Kuitca fut marqué dans sa jeunesse par la découverte de Pina Bausch venue jouer Café Müller à Buenos-Aires en 1981, au Teatro San Martin. Pour le jeune Kuitca ce fut un tel choc qu’il suivit la troupe à Wuppertal et que tout son art s’en trouva marqué.
On retrouve sur ses premières toiles les traces de Café Müller avec les nombreuses chaises de bistro qui obstruaient les mouvements des danseurs. Dans le superbe Double éclipse, il a peint un noir crépusculaire avec dans le bas, un amas de tables, matelas et chaises renversées. Ces espaces scéniques vides de ses premières oeuvres évoquent aussi les disparus de la dictature argentine.
À partir du milieu des années 1980, il place sur ses peintures des plans de villes, des cartes géographiques, ou des croquis d’architecture dont il déjoue, par le dessin et la peinture, la prétention à l’objectivité et le caractère rationnel. La présence obsédante d’un lit vide et de la mer comme horizon des possibles signent aussi la recherche d’un impossible chez soi pour ce descendant d’une famille juive ukrainienne ayant fui les pogroms au début du XXe siècle.
A La Tate Modern, il montra une grande installation, reprise au Lam, avec des lits de réfugiés placés côte à côte et sur chacun d’eux, une carte peinte d’une région d’Europe exprimant les traumatismes de l’histoire.
En Europe, c’est d’abord en Belgique qu’il se fit connaître à la galerie Elisabeth Franck de Knokke en 1985 et c’est Jan Hoet qui le choisit pour exposer à la Documenta de 1992. Un autre volet du travail de Guillermo Kuitca est ce qu’il nomme son travail « cubistoïde », fasciné par Picasso, apparu au milieu des années 2000 et que le Lam met en parallèle avec Sol y sombra, peint en 1912 par Picasso.
Dans cette trame « cubiste » qu’il peut répéter à l’infini, Kuitca insère des éléments narratif comme cette mystérieuse porte noire dans son grand tableau de 6,3 m.
A la Fondation Cartier à Paris, il était revenu avec David Lynch. Kuitca a représenté l’Argentine à la Biennale de Venise en 2007.
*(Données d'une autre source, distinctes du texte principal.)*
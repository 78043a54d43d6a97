//! Scripted input sequences for driving a rig without a window.

use clap::ValueEnum;
use glam::{Vec2, Vec3};

use crate::camera::CameraRig;
use crate::config::RigConfig;
use crate::core::input::InputFrame;
use crate::math::AABB;

#[derive(Debug, Clone, Copy, PartialEq, Eq, ValueEnum)]
pub enum Scenario {
    /// No input at all
    Idle,
    /// Hold strafe-right until well past the wall on that side
    EdgePush,
    /// Orbit-hold with a steady horizontal look
    Orbit,
    /// Zoom out to the limit, then back in
    Zoom,
    /// Drag the pointer to the left for the whole run
    Pan,
    /// Push to the wall, orbit there, zoom, then recenter
    Tour,
}

impl Scenario {
    /// Input for `frame` out of `total` frames.
    pub fn input(self, frame: u32, total: u32) -> InputFrame {
        let progress = if total == 0 {
            0.0
        } else {
            frame as f32 / total as f32
        };

        match self {
            Scenario::Idle => InputFrame::default(),
            Scenario::EdgePush => InputFrame::moving(Vec2::X),
            Scenario::Orbit => InputFrame::orbiting(Vec2::new(4.0, 0.5)),
            Scenario::Zoom if progress < 0.5 => InputFrame::zooming(-1.0),
            Scenario::Zoom => InputFrame::zooming(1.0),
            Scenario::Pan => pan_input(frame, total),
            Scenario::Tour => tour_input(frame, total, progress),
        }
    }
}

fn pan_input(frame: u32, total: u32) -> InputFrame {
    InputFrame {
        pointer: Vec2::new(-(frame as f32) * 2.0, 0.0),
        pan_pressed: frame == 0,
        pan_released: frame + 1 >= total,
        ..Default::default()
    }
}

fn tour_input(frame: u32, total: u32, progress: f32) -> InputFrame {
    if frame + 1 == total {
        return InputFrame::recentering();
    }
    if progress < 0.4 {
        InputFrame::moving(Vec2::X)
    } else if progress < 0.7 {
        InputFrame::orbiting(Vec2::new(6.0, 0.0))
    } else {
        InputFrame::zooming(-1.0)
    }
}

/// Bounded playground used when no config file is given.
pub fn demo_config() -> RigConfig {
    RigConfig {
        orbit_speed: 0.25,
        orbit_smoothing: 8.0,
        zoom_step: 2.0,
        bounds: Some(AABB::from_center_size(
            Vec3::new(0.0, 15.0, 0.0),
            Vec3::new(100.0, 50.0, 100.0),
        )),
        ..Default::default()
    }
}

/// Drive `rig` through `frames` fixed steps of `dt`, calling `on_frame` after each.
pub fn run_scenario(
    rig: &mut CameraRig,
    scenario: Scenario,
    frames: u32,
    dt: f32,
    mut on_frame: impl FnMut(u32, &CameraRig),
) {
    for frame in 0..frames {
        let input = scenario.input(frame, frames);
        rig.advance(dt, &input);
        on_frame(frame, rig);
    }
}
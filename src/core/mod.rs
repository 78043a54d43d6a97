pub mod blocking;
pub mod boundary;
pub mod clock;
pub mod input;
pub mod input_adapter;
pub mod motion;
pub mod orbit;
pub mod pan;
pub mod zoom;
use glam::{Quat, Vec2};

use crate::math::{orbit_rotation, slerp_toward, step_fraction, yaw_rotation};

/// Lowest allowed camera pitch, in degrees above the horizon.
pub const MIN_PITCH_DEG: f32 = 15.0;
/// Highest allowed camera pitch. Stops just short of looking straight down.
pub const MAX_PITCH_DEG: f32 = 89.0;

/// Residual angle (radians) under which the camera snaps onto its target orientation.
const SETTLE_EPSILON: f32 = 1e-5;

#[derive(Debug, Clone, Copy, PartialEq)]
pub struct OrbitSettings {
    /// Degrees per unit of look input
    pub speed: f32,
    /// Rate at which the camera orientation catches up with the target, per second
    pub smoothing: f32,
}

/// Target orbit angles plus the smoothed camera orientation chasing them.
#[derive(Debug, Clone, Copy, PartialEq)]
pub struct OrbitController {
    target_pitch: f32,
    target_yaw: f32,
    camera_rotation: Quat,
}

impl OrbitController {
    /// Starts settled: the camera already faces the target angles.
    pub fn new(pitch_deg: f32, yaw_deg: f32) -> Self {
        let target_pitch = pitch_deg.clamp(MIN_PITCH_DEG, MAX_PITCH_DEG);
        Self {
            target_pitch,
            target_yaw: yaw_deg,
            camera_rotation: orbit_rotation(target_pitch, yaw_deg),
        }
    }

    pub fn target_pitch(&self) -> f32 {
        self.target_pitch
    }

    pub fn target_yaw(&self) -> f32 {
        self.target_yaw
    }

    pub fn camera_rotation(&self) -> Quat {
        self.camera_rotation
    }

    /// Rig body orientation: yaw only, with no smoothing lag.
    pub fn body_rotation(&self) -> Quat {
        yaw_rotation(self.target_yaw)
    }

    pub fn target_rotation(&self) -> Quat {
        orbit_rotation(self.target_pitch, self.target_yaw)
    }

    /// Accumulate look input while `held`, then step the camera toward the target.
    pub fn advance(
        &mut self,
        look: Vec2,
        held: bool,
        multiplier: f32,
        elapsed: f32,
        settings: &OrbitSettings,
    ) {
        if held {
            let delta = look * (settings.speed * multiplier);
            self.target_pitch = (self.target_pitch - delta.y).clamp(MIN_PITCH_DEG, MAX_PITCH_DEG);
            self.target_yaw += delta.x;
        }

        self.camera_rotation = slerp_toward(
            self.camera_rotation,
            self.target_rotation(),
            step_fraction(settings.smoothing, elapsed),
            SETTLE_EPSILON,
        );
    }

    /// Jump to new angles with the camera already settled on them.
    pub fn snap_to(&mut self, pitch_deg: f32, yaw_deg: f32) {
        *self = Self::new(pitch_deg, yaw_deg);
    }
}
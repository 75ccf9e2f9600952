/// Entities: Player, the ice Slide sub-state, and per-frame input.

/// Cardinal movement direction (one step per attempt).
#[derive(Clone, Copy, PartialEq, Eq, Debug)]
pub enum MoveDir {
    Up,
    Down,
    Left,
    Right,
}

impl MoveDir {
    /// Unit vector `(dx, dy)`; y grows downwards.
    pub fn delta(self) -> (isize, isize) {
        match self {
            MoveDir::Up => (0, -1),
            MoveDir::Down => (0, 1),
            MoveDir::Left => (-1, 0),
            MoveDir::Right => (1, 0),
        }
    }

    /// Neighbor of (x, y) in this direction. `None` if it would go below 0.
    /// The upper bound is the grid's business.
    pub fn apply(self, x: usize, y: usize) -> Option<(usize, usize)> {
        let (dx, dy) = self.delta();
        Some((x.checked_add_signed(dx)?, y.checked_add_signed(dy)?))
    }
}

/// One frame of input, sampled once per frame.
/// Every flag is edge-triggered: true only on the frame the key went down.
#[derive(Clone, Copy, Debug, Default, PartialEq, Eq)]
pub struct FrameInput {
    pub up: bool,
    pub down: bool,
    pub left: bool,
    pub right: bool,
    pub reset: bool,
    pub confirm: bool,
    pub cancel: bool,
}

impl FrameInput {
    /// Resolve the raw sample to at most one direction.
    /// Vertical beats horizontal; up beats down; left beats right.
    pub fn direction(&self) -> Option<MoveDir> {
        if self.up {
            Some(MoveDir::Up)
        } else if self.down {
            Some(MoveDir::Down)
        } else if self.left {
            Some(MoveDir::Left)
        } else if self.right {
            Some(MoveDir::Right)
        } else {
            None
        }
    }

    #[cfg(test)]
    pub fn moving(dir: MoveDir) -> Self {
        let mut input = FrameInput::default();
        match dir {
            MoveDir::Up => input.up = true,
            MoveDir::Down => input.down = true,
            MoveDir::Left => input.left = true,
            MoveDir::Right => input.right = true,
        }
        input
    }
}

#[derive(Clone, Debug, PartialEq)]
pub struct Player {
    pub x: usize,
    pub y: usize,
    /// Visual scale, 0.0 (hidden) ..= 1.0 (full). Cosmetic only.
    pub scale: f32,
}

impl Player {
    pub fn new(x: usize, y: usize) -> Self {
        Player { x, y, scale: 0.0 }
    }
}

/// Active ice slide: input is ignored until it ends.
#[derive(Clone, Copy, Debug, PartialEq)]
pub struct Slide {
    pub dir: MoveDir,
    /// Seconds until the next automatic step.
    pub remaining: f32,
}

impl Slide {
    pub fn new(dir: MoveDir, interval: f32) -> Self {
        Slide { dir, remaining: interval }
    }

    /// Advance by `dt`. Returns true when the next step is due.
    pub fn tick(&mut self, dt: f32) -> bool {
        self.remaining -= dt;
        self.remaining <= 0.0
    }
}

#[cfg(test)]
mod tests {
    use super::*;

    #[test]
    fn vertical_beats_horizontal() {
        let input = FrameInput { up: true, right: true, ..Default::default() };
        assert_eq!(input.direction(), Some(MoveDir::Up));
        let input = FrameInput { down: true, left: true, ..Default::default() };
        assert_eq!(input.direction(), Some(MoveDir::Down));
    }

    #[test]
    fn fixed_priority_within_axis() {
        let input = FrameInput { up: true, down: true, ..Default::default() };
        assert_eq!(input.direction(), Some(MoveDir::Up));
        let input = FrameInput { left: true, right: true, ..Default::default() };
        assert_eq!(input.direction(), Some(MoveDir::Left));
    }

    #[test]
    fn no_direction_without_movement_keys() {
        let input = FrameInput { reset: true, confirm: true, ..Default::default() };
        assert_eq!(input.direction(), None);
    }

    #[test]
    fn apply_rejects_negative_coords() {
        assert_eq!(MoveDir::Left.apply(0, 3), None);
        assert_eq!(MoveDir::Up.apply(3, 0), None);
        assert_eq!(MoveDir::Right.apply(0, 3), Some((1, 3)));
        assert_eq!(MoveDir::Down.apply(2, 2), Some((2, 3)));
    }

    #[test]
    fn slide_timer_fires_after_interval() {
        let mut s = Slide::new(MoveDir::Right, 0.1);
        assert!(!s.tick(0.05));
        assert!(s.tick(0.06));
    }
}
Giorgio Griffa et Laure Prouvost
Au Lam aussi, Giorgio Griffa (né à Turin en 1936), figure méconnue de l’Arte Povera qui ramène la peinture à l’essentiel : de grandes toiles non préparées, laissées brutes, sur lesquelles il peint des signes élémentaires et des couleurs pastel, et qu’il punaise simplement aux murs. Un peintre du mystère considéré comme l’un des artistes les plus radicaux de la néo-avant-garde italienne.
Laissant aller sa main sur de grandes toiles libres, posées à même le sol, procédant par gestes simples, Griffa invente, répète et réitère, avec de subtiles variations, un langage artistique qui, au-delà de siècles de culture, renvoie aux prémices de la création. Une belle révélation avec une jolie monographie éditée par le Fonds Mercator.

A la dernière Biennale de Venise, le pavillon français occupé par Laure Prouvost avait été un des plus appréciés. On peut revoir cette installation, entièrement réaménagée, au Lam, Intitulée Deep See Blue Surrounding You/ Vois ce bleu profond te fondre, elle entre cette fois en résonance avec la riche collection d’Art brut du musée.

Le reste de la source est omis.